第78章 交錯
「火神っち、なんかイイコトでもあったんスか?」
「え、なんで分かるんだよ、超能力か?」
青峰っちの隣に座った火神っちは、とにかく顔が緩みまくっている。
これで分からないヤツが居たら見てみたいっスわ。
「すげえニヤけ顔っスよ。どしたんスか?」
「やべえんだわ……やべえ」
その後も、火神っちはやべえやべえしか言わなくなってしまった。
追加注文したドリンクと、枝豆やらえいひれの炙り焼きやらが届き始めたと思ったら、突然。
「ブルズ、決まった」
本当に突然言うものだから、青峰っちもオレも反応出来なかった。
ぶるず?
ブルズ?
「火神っち何言ってんスか、急に」
「俺、決まったんだよ。

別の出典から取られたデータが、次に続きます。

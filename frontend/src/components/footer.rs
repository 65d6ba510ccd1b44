use chrono::Datelike;
use yew::prelude::*;

use crate::config::{self, PageContent};
use crate::theme::Theme;

#[derive(Properties, PartialEq)]
pub struct FooterProps {
    pub content: &'static PageContent,
    pub theme: Theme,
    pub on_toggle_theme: Callback<MouseEvent>,
}

#[function_component(Footer)]
pub fn footer(props: &FooterProps) -> Html {
    let theme = props.theme;
    let content = props.content;
    let heading = format!("text-sm font-semibold {}", theme.pick("text-[hsl(214,35%,26%)]", "text-white"));
    let muted = format!("text-sm {}", theme.pick("text-[hsl(214,35%,26%)]/70", "text-white/70"));
    let nav_link = format!(
        "text-sm transition {}",
        theme.pick(
            "text-[hsl(214,35%,26%)]/70 hover:text-[hsl(214,35%,26%)]",
            "text-white/70 hover:text-white",
        )
    );
    let year = chrono::Local::now().year();

    html! {
        <footer class={format!("border-t backdrop-blur-xl {}", theme.pick(
            "border-[hsl(214,35%,26%)]/20 bg-gradient-to-br from-[hsl(210,15%,94%)] via-[hsl(210,15%,96%)] to-[rgba(245,180,0,0.1)]",
            "border-white/20 bg-gradient-to-br from-slate-900/60 via-slate-800/50 to-[rgba(245,180,0,0.2)]",
        ))}>
            <div class="mx-auto max-w-6xl px-6 py-12">
                <div class="grid gap-8 md:grid-cols-3">
                    <div class="space-y-4">
                        <a href="/" class="cursor-pointer">
                            <div class="relative h-16 w-16">
                                <img src={content.logo} alt={format!("{} logo", content.brand)} class="h-full w-full object-contain" />
                            </div>
                        </a>
                        <p class={muted.clone()}>{content.tagline}</p>
                    </div>

                    <div class="space-y-4">
                        <h3 class={heading.clone()}>{"Quick Links"}</h3>
                        <nav class="flex flex-col gap-2">
                            { for config::NAV_SECTIONS.iter().map(|(id, label)| html! {
                                <a href={format!("#{}", id)} class={nav_link.clone()}>{*label}</a>
                            }) }
                        </nav>
                    </div>

                    <div class="space-y-4">
                        <h3 class={heading}>{"Get Started"}</h3>
                        <p class={muted.clone()}>{content.pilot_note}</p>
                        <a
                            href={config::get_contact_url()}
                            target="_blank"
                            rel="noopener noreferrer"
                            class={format!("inline-block rounded-md px-4 py-2 text-sm font-semibold shadow-lg transition text-center {}", theme.pick(
                                "bg-[hsl(214,35%,26%)] text-white shadow-[hsl(214,35%,26%)]/20 hover:bg-[hsl(214,35%,30%)]",
                                "bg-primary text-primary-foreground shadow-primary/20 hover:bg-primary/90",
                            ))}
                        >
                            {"Get in Touch"}
                        </a>
                    </div>
                </div>

                <div class={format!("mt-8 border-t pt-8 flex flex-col md:flex-row justify-between items-center gap-4 {}", theme.pick("border-[hsl(214,35%,26%)]/20", "border-white/20"))}>
                    <p class={muted}>{format!("© {} {}. All rights reserved.", year, content.brand)}</p>
                    <div class="flex items-center gap-6">
                        <button
                            onclick={props.on_toggle_theme.clone()}
                            class={format!("rounded-md p-2 transition {}", theme.pick(
                                "text-[hsl(214,35%,26%)]/70 hover:text-[hsl(214,35%,26%)] hover:bg-[hsl(214,35%,26%)]/10",
                                "text-white/70 hover:text-white hover:bg-white/10",
                            ))}
                            aria-label="Toggle theme"
                        >
                            <i class={theme.pick("fa-solid fa-moon h-4 w-4", "fa-solid fa-sun h-4 w-4")}></i>
                        </button>
                    </div>
                </div>
            </div>
        </footer>
    }
}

ブルズに入る事になった」
は?
って
え
まさか
赤い雄牛のチームロゴ。
バスケをよく知らないヒトでも知っている、あの有名な。
バスケットボールの神様、マイケル・ジョーダンが所属した……
「シカゴ・ブルズ、じゃないっスよね……?」
「他になんのブルズがあるんだよ!」
火神っちにツッコまれて、確かにそうだと納得したけど……
「ま、マジっスかぁあぁああああ!?」
危うくジンジャーエールを噴き出すところだった。
ここが個室で良かった。
いや、個室だったけど、オレの叫び声はだいぶ遠くまで響いただろう。
「マジだよ、マジで」
火神っちの目の輝きから、それが現実だという事が分かって。
青峰っちは、さっきから口が半開きになったまま、止まってる。
いや、マジで。
オレも、マジでしか言えなくなってる。
え、マジで?
「ちょ、え、火神っち、こんな所でメシ食ってる場合じゃないんじゃないスか」
「え、おう、あ、そう……か?」
「そうっスよ! 報告しなきゃなんないヒト、いっぱいいるっしょ!?」
「黒子には今電話してきたんだけど」
「いや、黒子っちじゃなくて! 親とかさ!」
「あ、おう、そうだな」
火神っちもだいぶ混乱しているらしい。
テーブルの上の料理を平らげ、ジュースが入ったジョッキを飲み干したところで、先に帰ることに決めたらしい。